Problem requirements: Nothing but the lines from the one containing "Some(serde_json::from_str(&json)?)" through the one containing "let cancellation = CancellationToken::new();", both included, should be given again, each exactly as written below.

Provided entries:
----

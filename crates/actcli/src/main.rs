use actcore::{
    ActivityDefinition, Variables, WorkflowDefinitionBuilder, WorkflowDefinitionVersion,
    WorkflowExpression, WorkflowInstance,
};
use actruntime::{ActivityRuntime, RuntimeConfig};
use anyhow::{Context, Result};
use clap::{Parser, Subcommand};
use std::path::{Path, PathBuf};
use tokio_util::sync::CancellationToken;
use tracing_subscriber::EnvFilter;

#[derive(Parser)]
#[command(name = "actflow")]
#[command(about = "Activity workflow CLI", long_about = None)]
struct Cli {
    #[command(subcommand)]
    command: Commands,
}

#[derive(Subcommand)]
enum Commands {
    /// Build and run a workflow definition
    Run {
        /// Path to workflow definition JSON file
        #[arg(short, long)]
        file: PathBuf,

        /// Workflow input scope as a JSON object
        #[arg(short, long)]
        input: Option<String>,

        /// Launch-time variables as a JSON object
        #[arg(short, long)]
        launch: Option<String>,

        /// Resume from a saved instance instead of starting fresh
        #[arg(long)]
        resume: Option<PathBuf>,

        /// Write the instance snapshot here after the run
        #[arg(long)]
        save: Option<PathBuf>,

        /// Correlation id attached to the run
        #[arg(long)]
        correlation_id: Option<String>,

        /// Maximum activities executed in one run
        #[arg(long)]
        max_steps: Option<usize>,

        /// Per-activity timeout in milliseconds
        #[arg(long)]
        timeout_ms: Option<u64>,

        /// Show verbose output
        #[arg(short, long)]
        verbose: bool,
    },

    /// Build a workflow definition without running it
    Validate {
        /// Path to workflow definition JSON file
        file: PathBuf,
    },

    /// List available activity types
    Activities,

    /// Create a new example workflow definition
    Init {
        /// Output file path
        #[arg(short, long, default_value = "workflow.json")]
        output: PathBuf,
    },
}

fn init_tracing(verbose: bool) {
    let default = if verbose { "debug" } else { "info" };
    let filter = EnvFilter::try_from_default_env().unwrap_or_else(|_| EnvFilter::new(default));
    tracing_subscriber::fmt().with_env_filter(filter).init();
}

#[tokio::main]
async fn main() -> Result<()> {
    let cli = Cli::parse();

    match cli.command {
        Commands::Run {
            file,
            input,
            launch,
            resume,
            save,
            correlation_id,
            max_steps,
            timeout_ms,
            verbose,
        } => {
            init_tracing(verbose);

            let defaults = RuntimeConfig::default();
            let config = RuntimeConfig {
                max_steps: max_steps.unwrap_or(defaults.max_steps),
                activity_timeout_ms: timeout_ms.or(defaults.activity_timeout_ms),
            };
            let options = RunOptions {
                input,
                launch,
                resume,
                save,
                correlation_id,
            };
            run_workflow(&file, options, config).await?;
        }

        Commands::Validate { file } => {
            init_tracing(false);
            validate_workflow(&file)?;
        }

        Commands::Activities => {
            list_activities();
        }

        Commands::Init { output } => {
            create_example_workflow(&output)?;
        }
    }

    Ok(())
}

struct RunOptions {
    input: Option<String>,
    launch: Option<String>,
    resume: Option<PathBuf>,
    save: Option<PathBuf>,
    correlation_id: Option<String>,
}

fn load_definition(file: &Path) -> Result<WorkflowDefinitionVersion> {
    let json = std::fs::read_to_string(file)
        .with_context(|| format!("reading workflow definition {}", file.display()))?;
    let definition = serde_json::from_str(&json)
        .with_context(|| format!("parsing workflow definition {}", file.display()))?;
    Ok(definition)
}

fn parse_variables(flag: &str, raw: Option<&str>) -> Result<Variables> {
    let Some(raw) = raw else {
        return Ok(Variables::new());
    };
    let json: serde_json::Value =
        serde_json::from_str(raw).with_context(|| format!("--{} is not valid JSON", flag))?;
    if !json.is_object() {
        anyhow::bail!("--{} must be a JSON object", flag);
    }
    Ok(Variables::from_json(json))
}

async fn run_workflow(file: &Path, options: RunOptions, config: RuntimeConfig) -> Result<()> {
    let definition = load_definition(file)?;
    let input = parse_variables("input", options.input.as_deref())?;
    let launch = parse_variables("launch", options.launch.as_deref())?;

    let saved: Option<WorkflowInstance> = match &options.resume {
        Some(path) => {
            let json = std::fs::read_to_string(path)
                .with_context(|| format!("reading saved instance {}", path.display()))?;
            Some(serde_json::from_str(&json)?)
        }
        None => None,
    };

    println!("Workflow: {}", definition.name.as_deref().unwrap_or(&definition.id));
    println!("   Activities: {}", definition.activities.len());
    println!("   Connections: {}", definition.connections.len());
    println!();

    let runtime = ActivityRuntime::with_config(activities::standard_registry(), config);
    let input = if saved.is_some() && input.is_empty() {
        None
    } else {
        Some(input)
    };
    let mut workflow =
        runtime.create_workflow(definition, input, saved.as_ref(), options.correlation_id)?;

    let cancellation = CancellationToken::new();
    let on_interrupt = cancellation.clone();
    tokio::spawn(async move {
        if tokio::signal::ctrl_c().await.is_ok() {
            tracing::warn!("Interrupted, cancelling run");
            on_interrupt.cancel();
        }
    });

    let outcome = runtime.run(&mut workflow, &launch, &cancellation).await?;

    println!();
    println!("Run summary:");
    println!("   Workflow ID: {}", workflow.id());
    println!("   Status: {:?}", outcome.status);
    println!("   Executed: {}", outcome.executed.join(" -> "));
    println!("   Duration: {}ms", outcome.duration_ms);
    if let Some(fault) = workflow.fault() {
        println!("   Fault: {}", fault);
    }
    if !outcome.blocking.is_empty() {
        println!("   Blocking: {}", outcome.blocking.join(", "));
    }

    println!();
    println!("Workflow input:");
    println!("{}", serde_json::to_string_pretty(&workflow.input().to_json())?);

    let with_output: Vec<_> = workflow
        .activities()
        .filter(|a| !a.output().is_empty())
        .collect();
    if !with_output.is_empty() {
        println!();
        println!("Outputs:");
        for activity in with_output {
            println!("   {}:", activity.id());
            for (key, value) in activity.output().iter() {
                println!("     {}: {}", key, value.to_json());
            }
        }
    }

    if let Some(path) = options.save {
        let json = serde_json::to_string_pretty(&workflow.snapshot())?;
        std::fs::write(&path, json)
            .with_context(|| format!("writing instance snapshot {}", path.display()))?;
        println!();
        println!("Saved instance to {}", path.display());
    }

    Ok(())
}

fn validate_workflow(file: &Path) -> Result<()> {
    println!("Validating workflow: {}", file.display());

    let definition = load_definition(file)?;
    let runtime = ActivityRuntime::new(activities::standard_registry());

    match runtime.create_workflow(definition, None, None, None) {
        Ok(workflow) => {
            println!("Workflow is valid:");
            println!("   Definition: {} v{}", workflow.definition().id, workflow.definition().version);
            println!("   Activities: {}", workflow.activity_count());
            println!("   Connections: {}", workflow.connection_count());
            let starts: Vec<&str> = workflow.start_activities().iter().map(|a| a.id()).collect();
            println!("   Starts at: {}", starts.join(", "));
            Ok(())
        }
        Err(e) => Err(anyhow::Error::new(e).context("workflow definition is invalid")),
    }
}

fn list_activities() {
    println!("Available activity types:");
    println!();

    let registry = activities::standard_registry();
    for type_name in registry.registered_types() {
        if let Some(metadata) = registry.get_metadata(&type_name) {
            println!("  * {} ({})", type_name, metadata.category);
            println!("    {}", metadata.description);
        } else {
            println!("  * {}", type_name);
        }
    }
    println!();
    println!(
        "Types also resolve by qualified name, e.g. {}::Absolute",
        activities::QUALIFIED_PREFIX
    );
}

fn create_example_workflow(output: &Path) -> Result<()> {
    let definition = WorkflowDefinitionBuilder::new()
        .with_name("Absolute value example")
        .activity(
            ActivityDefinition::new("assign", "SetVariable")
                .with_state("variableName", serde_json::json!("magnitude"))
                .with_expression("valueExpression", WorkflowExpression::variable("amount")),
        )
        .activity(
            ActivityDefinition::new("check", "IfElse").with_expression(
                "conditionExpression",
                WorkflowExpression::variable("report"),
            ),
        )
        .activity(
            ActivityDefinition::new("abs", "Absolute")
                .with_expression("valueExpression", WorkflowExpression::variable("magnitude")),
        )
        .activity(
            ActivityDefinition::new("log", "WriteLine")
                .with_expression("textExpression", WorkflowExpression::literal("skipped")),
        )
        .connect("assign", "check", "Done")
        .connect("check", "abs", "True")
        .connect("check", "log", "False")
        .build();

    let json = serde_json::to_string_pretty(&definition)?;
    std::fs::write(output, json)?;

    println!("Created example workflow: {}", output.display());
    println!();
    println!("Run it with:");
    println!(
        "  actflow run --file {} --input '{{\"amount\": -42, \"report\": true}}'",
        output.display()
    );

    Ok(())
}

----

Problem solution:
            Some(serde_json::from_str(&json)?)
        }
        None => None,
    };

    println!("Workflow: {}", definition.name.as_deref().unwrap_or(&definition.id));
    println!("   Activities: {}", definition.activities.len());
    println!("   Connections: {}", definition.connections.len());
    println!();

    let runtime = ActivityRuntime::with_config(activities::standard_registry(), config);
    let input = if saved.is_some() && input.is_empty() {
        None
    } else {
        Some(input)
    };
    let mut workflow =
        runtime.create_workflow(definition, input, saved.as_ref(), options.correlation_id)?;

    let cancellation = CancellationToken::new();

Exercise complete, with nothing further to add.